Anders: I think that’s true. Now, some of the best coaches, at least in music, would also be very high level performers. If you can’t find a teacher, and you know people have been able to achieve the level that you’re looking for, interviewing them and having them tell you about their path would be second best.

But in domains like music, where you’ve been training musicians for several hundred years, there’s been an accumulation of knowledge about what kind of training would be useful. That accumulated knowledge about how to improve one’s performance to a given level, that is a real treasure of information that anybody who’s motivated to become very good should definitely draw on.

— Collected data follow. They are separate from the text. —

//! Tessel engine crate.
//!
//! Immediate-mode 2D shape batching on top of wgpu: shapes are tessellated on
//! the CPU into fixed-size buffers and submitted as a few large triangle draws.

pub mod camera;
pub mod device;
pub mod error;

pub mod coords;
pub mod logging;
pub mod paint;
pub mod render;
use glam::Vec2;

use crate::error::{BatchError, BatchResult};
use crate::paint::Color;
use crate::render::{GraphicsDevice, PrimitiveBatcher};

use super::common::{CirclePoints, DEGENERATE_EPSILON, FILL_MIN_POINTS, MAX_POINTS, OUTLINE_MIN_POINTS};

impl<D: GraphicsDevice> PrimitiveBatcher<D> {
    /// Draws a circle outline tessellated into `points` segments (clamped to 8..=256).
    ///
    /// The sign of `radius` only mirrors the rim, as in [`fill_circle`](Self::fill_circle).
    pub fn draw_circle(
        &mut self,
        center: Vec2,
        radius: f32,
        points: usize,
        thickness: f32,
        color: Color,
    ) -> BatchResult<()> {
        self.ensure_started()?;

        let points = points.clamp(OUTLINE_MIN_POINTS, MAX_POINTS);

        // Every segment has this length; nothing is written if it is degenerate.
        let chord = 2.0 * radius.abs() * (std::f32::consts::PI / points as f32).sin();
        if !chord.is_finite() || chord <= DEGENERATE_EPSILON {
            return Err(BatchError::DegenerateGeometry("circle radius too small to outline"));
        }

        let start = Vec2::new(radius, 0.0);
        let mut a = start;
        for b in CirclePoints::new(radius, points).skip(1).chain(std::iter::once(start)) {
            self.draw_line(center + a, center + b, thickness, color)?;
            a = b;
        }
        Ok(())
    }

    /// Fills a circle with `points` rim vertices (clamped to 3..=256), fan-triangulated
    /// from the first one: `points - 2` triangles.
    pub fn fill_circle(&mut self, center: Vec2, radius: f32, points: usize, color: Color) -> BatchResult<()> {
        let points = points.clamp(FILL_MIN_POINTS, MAX_POINTS);
        let triangles = points - 2;

        self.write_shape(points, triangles * 3, |w| {
            for i in 1..=triangles as u32 {
                w.indices(&[0, i, i + 1]);
            }
            for p in CirclePoints::new(radius, points) {
                w.vertex(center + p, color);
            }
        })
    }
}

David: That’s a great point. And you bring up a good segue into the role of practice. You separate out different types of practice in the book. There’s naïve practice, which is just doing it, which is what a lot of us confused the 10,000 hour rule with. Then you talk about purposeful practice. What is purposeful practice, and how does it differ from the other types of practice?

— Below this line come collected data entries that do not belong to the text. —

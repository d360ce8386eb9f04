// Per-Epoch JSONL Reward Recorder
// One JSON line per written epoch; also reads JSONL score histories back in.

use anyhow::{Context, Result};
use chrono::{DateTime, Utc};
use serde::Serialize;
use std::io::{BufRead, BufReader, Write};
use std::path::Path;

use forecast_engine::{ParticipantId, RewardRecord, RewardSink, ScoreRecord, ScoringError};

#[derive(Debug, Clone, Serialize)]
pub struct EpochSnapshot {
    pub scored_time: Option<DateTime<Utc>>,
    pub emitted: usize,
    pub concentration: f64,
    pub top: Option<ParticipantId>,
    pub rewards: Vec<RewardRecord>,
}

impl EpochSnapshot {
    pub fn from_rewards(records: &[RewardRecord]) -> Self {
        Self {
            scored_time: records.first().map(|r| r.updated_at),
            emitted: records.len(),
            concentration: concentration(records),
            top: records
                .iter()
                .max_by(|a, b| a.reward_weight.total_cmp(&b.reward_weight))
                .map(|r| r.participant_id),
            rewards: records.to_vec(),
        }
    }

    pub fn weight_of(&self, participant: ParticipantId) -> f64 {
        self.rewards
            .iter()
            .filter(|r| r.participant_id == participant)
            .map(|r| r.reward_weight)
            .sum()
    }
}

/// Herfindahl index of the weights: 1.0 when one row holds everything.
pub fn concentration(records: &[RewardRecord]) -> f64 {
    records.iter().map(|r| r.reward_weight * r.reward_weight).sum()
}

/// Reward sink that keeps every written epoch in memory.
#[derive(Debug, Default)]
pub struct RewardTimeSeries {
    snapshots: Vec<EpochSnapshot>,
}

impl RewardTimeSeries {
    pub fn new() -> Self {
        Self::default()
    }

    pub fn snapshots(&self) -> &[EpochSnapshot] {
        &self.snapshots
    }

    /// Write all snapshots to a JSONL file
    pub fn write_jsonl(&self, path: &Path) -> std::io::Result<()> {
        if let Some(parent) = path.parent() {
            std::fs::create_dir_all(parent)?;
        }
        let mut file = std::fs::File::create(path)?;
        for snapshot in &self.snapshots {
            let line = serde_json::to_string(snapshot).map_err(std::io::Error::other)?;
            writeln!(file, "{}", line)?;
        }
        Ok(())
    }
}

impl RewardSink for RewardTimeSeries {
    fn write_reward_records(&mut self, records: &[RewardRecord]) -> Result<(), ScoringError> {
        self.snapshots.push(EpochSnapshot::from_rewards(records));
        Ok(())
    }
}

/// Read a JSONL file of score records. Blank lines are skipped.
pub fn read_records(path: &Path) -> Result<Vec<ScoreRecord>> {
    let file = std::fs::File::open(path)
        .with_context(|| format!("failed to open {}", path.display()))?;
    let mut records = Vec::new();
    for (idx, line) in BufReader::new(file).lines().enumerate() {
        let line = line.with_context(|| format!("failed to read {}", path.display()))?;
        if line.trim().is_empty() {
            continue;
        }
        let record: ScoreRecord = serde_json::from_str(&line)
            .with_context(|| format!("{}:{}: invalid score record", path.display(), idx + 1))?;
        records.push(record);
    }
    Ok(records)
}

#[cfg(test)]
mod tests {
    use super::*;
    use chrono::TimeZone;
    use forecast_engine::ExternalId;

    fn row(p: u64, w: f64) -> RewardRecord {
        RewardRecord {
            participant_id: ParticipantId(p),
            external_id: ExternalId(p as u32),
            smoothed_score: 0.0,
            reward_weight: w,
            updated_at: Utc.with_ymd_and_hms(2025, 2, 1, 0, 0, 0).unwrap(),
        }
    }

    #[test]
    fn concentration_bounds() {
        assert_eq!(concentration(&[row(1, 1.0)]), 1.0);
        assert!((concentration(&[row(1, 0.5), row(2, 0.5)]) - 0.5).abs() < 1e-12);
    }

    #[test]
    fn sink_records_snapshots() {
        let mut series = RewardTimeSeries::new();
        series.write_reward_records(&[row(1, 0.25), row(2, 0.75)]).unwrap();
        assert_eq!(series.snapshots().len(), 1);
        let snap = &series.snapshots()[0];
        assert_eq!(snap.top, Some(ParticipantId(2)));
        assert_eq!(snap.weight_of(ParticipantId(1)), 0.25);
    }
}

Anders: If you like to play golf or tennis, you go out with your friends and play, and maybe you’re thinking about how you’re going to do things better. But essentially, you’re engaged in the game. We’ve distinguished that type of practice from when you’re actually setting aside a practice activity that has a goal for you to change a specific aspect [of your performance]. So the purpose has to do with identifying some particular aspect, and then setting up training situations so you would be able to more effectively attain that change.

As an example, if you have problems on the golf course, you can go putting on the practice green, setting up training activities where you would be doing one putt after the next. Doing one putt and making adjustments is going to be so much more effective, in terms of training, than if you only have to do one putt per hole.

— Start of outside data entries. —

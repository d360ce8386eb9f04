// Copyright 2026 Hypermesh Foundation. All rights reserved.
// Forecast Scoring Engine - Errors

use crate::types::AssetSymbol;

/// Errors raised by the scoring pipeline and its collaborators.
///
/// Configuration errors abort the epoch with no partial output. Data-quality
/// conditions (missing window scores, empty batches) are not errors; they
/// degrade to zero weights or an empty reward table.
#[derive(Debug, thiserror::Error)]
pub enum ScoringError {
    #[error("unknown asset '{0}' -- no calibration coefficient configured")]
    UnknownAsset(AssetSymbol),

    #[error("invalid configuration: {0}")]
    InvalidConfig(String),

    #[error("invalid simulation request: {0}")]
    InvalidSimulation(String),

    #[error("score source failed: {0}")]
    Source(String),

    #[error("reward sink failed: {0}")]
    Sink(String),
}

impl ScoringError {
    /// Whether this error stems from the configuration surface.
    pub fn is_configuration(&self) -> bool {
        matches!(self, Self::UnknownAsset(_) | Self::InvalidConfig(_))
    }
}

#[cfg(test)]
mod tests {
    use super::*;

    #[test]
    fn configuration_errors_are_classified() {
        assert!(ScoringError::UnknownAsset(AssetSymbol::from("DOGE")).is_configuration());
        assert!(ScoringError::InvalidConfig("beta".into()).is_configuration());
        assert!(!ScoringError::Sink("disk full".into()).is_configuration());
    }

    #[test]
    fn unknown_asset_message_names_the_asset() {
        let err = ScoringError::UnknownAsset(AssetSymbol::from("doge"));
        assert!(err.to_string().contains("DOGE"), "got {err}");
    }
}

“A lot of our culture is to celebrate the doers, but I think we undercut the role of the teacher, the person who got them there.”

David: So how do I apply this to my everyday job? How do I get better?

Anders: One of the things that I’m hoping might evolve here is giving people more support, so they would have teachers that they could go to, in order to improve their performance.

A lot of these things are probably happening informally, with some supervisors giving feedback. If the employer can help an individual do a better job, that’s going to be a good investment for the employer. Training where you get feedback [is ideal].

David: Yeah. Even from a leadership or management [standpoint], how often do we start to run a meeting, and we eye roll at the wrong time? Does your voice take on a tone that people interpret to mean something different? We don’t normally set ourselves up with systems that provide that feedback. There’s no one filming us, but maybe there should be. Even in a company where the goals are valid, and we’ve got the performance feedback, it’s not happening often enough to really make that performance gain.

What’s the best advice you’ve ever received?

Anders: One of the best pieces of advice that I ever got was from a professor. He told me that it was really important to try to become the best in the world at something. It may be something very, very minute. But one way of developing expertise is to find a small enough area where you can truly master something. And he said that if I could become knowledgeable about something, when people were talking about me, they could use one sentence and say, “Anders, he’s an expert on protocol analysis, and studying people who are thinking out loud.”

So that was one of the ways that I started, trying to become an expert on that area. Then as time went on, I increased the number of areas that I was trying to become an expert in.

David: And now I would say, “Anders, he’s the expert on expertise itself.” So you’re obviously heeding that advice.

What do you believe that most people don’t?

Anders: I was brought up in a family where I was assured that, if I was willing to do the training and find teachers, I would be able to do pretty much anything. I’ve met a lot of people who are convinced that they can’t do a lot of things. I think a lot of the work I’ve been doing has been trying to find a roadmap that makes it easier to believe that you can actually achieve these higher levels of performance.


This conversation has been edited and condensed.